Required action - Would you count how many lines of the entries below include the word "calls"? Give nothing but the number.

Collected data entries:
--------------------------------------------------
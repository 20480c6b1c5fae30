//! Homeschool Hub REST client
//!
//! Wraps every call the frontend makes against the backend. Each request runs
//! under the configured connect and total timeouts; authenticated calls
//! attach the bearer token from the shared session.

use crate::config::Config;
use crate::error::{AppError, AppResult, AuthError, ConfigError};
use crate::models::{
    Ack, AdjustmentResult, AssignRequest, Assignment, AssignmentRequest, AuthResponse,
    Conversation, GradebookEntry, LessonPlan, LessonPlanRequest, Message, NewMessage, NewStudent,
    PointsAdjustment, RedemptionResult, Reward, RewardDraft, SpellingWordList,
    SpellingWordListDraft, Student, StudentAssignment, StudentCredentials, StudentPoints,
    StudentPointsSummary, SubmissionPayload, SubmitResponse, TeacherCredentials,
    TeacherRegistration,
};
use crate::session::SessionContext;
use reqwest::{Client, Method, RequestBuilder, Url};
use serde::de::DeserializeOwned;
use serde::Serialize;
use serde_json::Value;
use tracing::debug;

/// Header carrying the client-generated submit key
pub const IDEMPOTENCY_HEADER: &str = "Idempotency-Key";

#[derive(Debug, Clone)]
pub struct ApiClient {
    http: Client,
    base_url: Url,
    session: SessionContext,
}

impl ApiClient {
    /// Builds the shared HTTP client
    ///
    /// # Arguments
    /// - `config`: backend URL and timeouts
    /// - `session`: read for the bearer token on every authenticated call
    pub fn new(config: &Config, session: SessionContext) -> AppResult<Self> {
        let base_url =
            Url::parse(&format!("{}/", config.api_base())).map_err(|e| ConfigError::InvalidValue {
                key: "backend_url".to_string(),
                value: config.backend_url.clone(),
                expected: format!("a valid URL ({})", e),
            })?;

        let http = Client::builder()
            .connect_timeout(config.connect_timeout())
            .timeout(config.request_timeout())
            .build()
            .map_err(|e| AppError::Other(format!("failed to build HTTP client: {}", e)))?;

        Ok(Self {
            http,
            base_url,
            session,
        })
    }

    pub fn session(&self) -> &SessionContext {
        &self.session
    }

    pub fn base_url(&self) -> &str {
        self.base_url.as_str()
    }

    // ========== Student assignments ==========

    pub async fn list_student_assignments(&self) -> AppResult<Vec<StudentAssignment>> {
        self.get(&["student", "assignments"]).await
    }

    /// A 404 surfaces as `ApiError::NotFound`
    pub async fn get_student_assignment(&self, id: &str) -> AppResult<StudentAssignment> {
        self.get(&["student", "assignments", id]).await
    }

    /// Posts the answers
    ///
    /// # Arguments
    /// - `payload`: serialized answers
    /// - `idempotency_key`: identical across retries of the same submission
    ///
    /// # Returns
    /// The score computed by the backend
    pub async fn submit_assignment(
        &self,
        payload: &SubmissionPayload,
        idempotency_key: &str,
    ) -> AppResult<SubmitResponse> {
        let segments = ["student", "assignments", "submit"];
        let request = self
            .request(Method::POST, &segments, true)?
            .header(IDEMPOTENCY_HEADER, idempotency_key)
            .json(payload);
        self.execute(&endpoint(&segments), request).await
    }

    // ========== Auth ==========

    pub async fn login_teacher(&self, credentials: &TeacherCredentials) -> AppResult<AuthResponse> {
        self.post_public(&["auth", "teacher", "login"], credentials).await
    }

    pub async fn login_student(&self, credentials: &StudentCredentials) -> AppResult<AuthResponse> {
        self.post_public(&["auth", "student", "login"], credentials).await
    }

    pub async fn register_teacher(
        &self,
        registration: &TeacherRegistration,
    ) -> AppResult<AuthResponse> {
        self.post_public(&["auth", "teacher", "register"], registration).await
    }

    // ========== Rewards ==========

    pub async fn list_rewards(&self) -> AppResult<Vec<Reward>> {
        self.get(&["rewards"]).await
    }

    pub async fn create_reward(&self, draft: &RewardDraft) -> AppResult<Reward> {
        self.post(&["rewards"], draft).await
    }

    pub async fn update_reward(&self, id: &str, draft: &RewardDraft) -> AppResult<Reward> {
        self.put(&["rewards", id], draft).await
    }

    pub async fn delete_reward(&self, id: &str) -> AppResult<Ack> {
        self.delete(&["rewards", id]).await
    }

    pub async fn initialize_rewards(&self) -> AppResult<Ack> {
        let segments = ["teacher", "initialize-rewards"];
        let request = self.request(Method::POST, &segments, true)?;
        self.execute(&endpoint(&segments), request).await
    }

    pub async fn student_points(&self) -> AppResult<StudentPoints> {
        self.get(&["student", "points"]).await
    }

    pub async fn redeem_reward(&self, reward_id: &str) -> AppResult<RedemptionResult> {
        let segments = ["student", "redeem"];
        let request = self
            .request(Method::POST, &segments, true)?
            .query(&[("reward_id", reward_id)]);
        self.execute(&endpoint(&segments), request).await
    }

    pub async fn teacher_student_points(&self) -> AppResult<Vec<StudentPointsSummary>> {
        self.get(&["teacher", "student-points"]).await
    }

    pub async fn adjust_points(
        &self,
        adjustment: &PointsAdjustment,
    ) -> AppResult<AdjustmentResult> {
        self.post(&["teacher", "points"], adjustment).await
    }

    // ========== Teacher workflow ==========

    pub async fn list_students(&self) -> AppResult<Vec<Student>> {
        self.get(&["students"]).await
    }

    pub async fn create_student(&self, student: &NewStudent) -> AppResult<Student> {
        self.post(&["students"], student).await
    }

    pub async fn delete_student(&self, id: &str) -> AppResult<Ack> {
        self.delete(&["students", id]).await
    }

    pub async fn generate_assignment(&self, request: &AssignmentRequest) -> AppResult<Assignment> {
        self.post(&["assignments", "generate"], request).await
    }

    pub async fn list_assignments(&self) -> AppResult<Vec<Assignment>> {
        self.get(&["assignments"]).await
    }

    pub async fn assign_assignment(&self, request: &AssignRequest) -> AppResult<Ack> {
        self.post(&["assignments", "assign"], request).await
    }

    pub async fn gradebook(&self) -> AppResult<Vec<GradebookEntry>> {
        self.get(&["gradebook"]).await
    }

    pub async fn generate_lesson_plan(&self, request: &LessonPlanRequest) -> AppResult<LessonPlan> {
        self.post(&["lesson-plans", "generate"], request).await
    }

    pub async fn list_lesson_plans(&self) -> AppResult<Vec<LessonPlan>> {
        self.get(&["lesson-plans"]).await
    }

    // ========== Messaging ==========

    pub async fn conversations(&self) -> AppResult<Vec<Conversation>> {
        self.get(&["messages"]).await
    }

    pub async fn thread(&self, contact_id: &str) -> AppResult<Vec<Message>> {
        self.get(&["messages", contact_id]).await
    }

    pub async fn send_message(&self, message: &NewMessage) -> AppResult<Message> {
        self.post(&["messages"], message).await
    }

    // ========== Spelling word lists ==========

    pub async fn list_spelling_lists(&self) -> AppResult<Vec<SpellingWordList>> {
        self.get(&["spelling-word-lists"]).await
    }

    pub async fn create_spelling_list(
        &self,
        draft: &SpellingWordListDraft,
    ) -> AppResult<SpellingWordList> {
        self.post(&["spelling-word-lists"], draft).await
    }

    pub async fn update_spelling_list(
        &self,
        id: &str,
        draft: &SpellingWordListDraft,
    ) -> AppResult<SpellingWordList> {
        self.put(&["spelling-word-lists", id], draft).await
    }

    pub async fn delete_spelling_list(&self, id: &str) -> AppResult<Ack> {
        self.delete(&["spelling-word-lists", id]).await
    }

    // ========== Misc ==========

    pub async fn health(&self) -> AppResult<Value> {
        let segments = ["health"];
        let request = self.request(Method::GET, &segments, false)?;
        self.execute(&endpoint(&segments), request).await
    }

    // ========== Plumbing ==========

    async fn get<T: DeserializeOwned>(&self, segments: &[&str]) -> AppResult<T> {
        let request = self.request(Method::GET, segments, true)?;
        self.execute(&endpoint(segments), request).await
    }

    async fn post<B: Serialize + ?Sized, T: DeserializeOwned>(
        &self,
        segments: &[&str],
        body: &B,
    ) -> AppResult<T> {
        let request = self.request(Method::POST, segments, true)?.json(body);
        self.execute(&endpoint(segments), request).await
    }

    async fn post_public<B: Serialize + ?Sized, T: DeserializeOwned>(
        &self,
        segments: &[&str],
        body: &B,
    ) -> AppResult<T> {
        let request = self.request(Method::POST, segments, false)?.json(body);
        self.execute(&endpoint(segments), request).await
    }

    async fn put<B: Serialize + ?Sized, T: DeserializeOwned>(
        &self,
        segments: &[&str],
        body: &B,
    ) -> AppResult<T> {
        let request = self.request(Method::PUT, segments, true)?.json(body);
        self.execute(&endpoint(segments), request).await
    }

    async fn delete<T: DeserializeOwned>(&self, segments: &[&str]) -> AppResult<T> {
        let request = self.request(Method::DELETE, segments, true)?;
        self.execute(&endpoint(segments), request).await
    }

    /// Builds a request; authenticated calls fail fast without a session
    fn request(
        &self,
        method: Method,
        segments: &[&str],
        authenticated: bool,
    ) -> AppResult<RequestBuilder> {
        let url = self.url(segments)?;
        let mut builder = self.http.request(method, url);
        if authenticated {
            let token = self.session.token().ok_or(AuthError::NotLoggedIn)?;
            builder = builder.bearer_auth(token);
        }
        Ok(builder)
    }

    /// Path segments are percent-encoded individually
    fn url(&self, segments: &[&str]) -> AppResult<Url> {
        let mut url = self.base_url.clone();
        url.path_segments_mut()
            .map_err(|_| {
                AppError::Other(format!("backend URL {} cannot carry a path", self.base_url))
            })?
            .pop_if_empty()
            .extend(segments);
        Ok(url)
    }

    /// Sends and decodes; non-2xx bodies are classified by status and `detail`
    async fn execute<T: DeserializeOwned>(
        &self,
        endpoint: &str,
        request: RequestBuilder,
    ) -> AppResult<T> {
        debug!("➡️ {}", endpoint);
        let response = request
            .send()
            .await
            .map_err(|e| AppError::request_failed(endpoint, e))?;

        let status = response.status();
        let body = response
            .text()
            .await
            .map_err(|e| AppError::request_failed(endpoint, e))?;
        debug!("⬅️ {} {} ({} bytes)", status.as_u16(), endpoint, body.len());

        if !status.is_success() {
            return Err(AppError::from_status(endpoint, status.as_u16(), error_detail(&body)));
        }

        let body = if body.trim().is_empty() { "null" } else { body.as_str() };
        serde_json::from_str(body).map_err(|e| AppError::json_parse_failed(endpoint, e))
    }
}

fn endpoint(segments: &[&str]) -> String {
    format!("/{}", segments.join("/"))
}

/// Extracts `detail` from an error body, falling back to the raw text
fn error_detail(body: &str) -> Option<String> {
    let trimmed = body.trim();
    if trimmed.is_empty() {
        return None;
    }
    match serde_json::from_str::<Value>(trimmed) {
        Ok(Value::Object(map)) => match map.get("detail") {
            Some(Value::String(detail)) => Some(detail.clone()),
            Some(Value::Null) | None => None,
            Some(other) => Some(other.to_string()),
        },
        _ => Some(crate::utils::logging::truncate_text(trimmed, 200)),
    }
}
--------------------------------------------------
The completed task - 2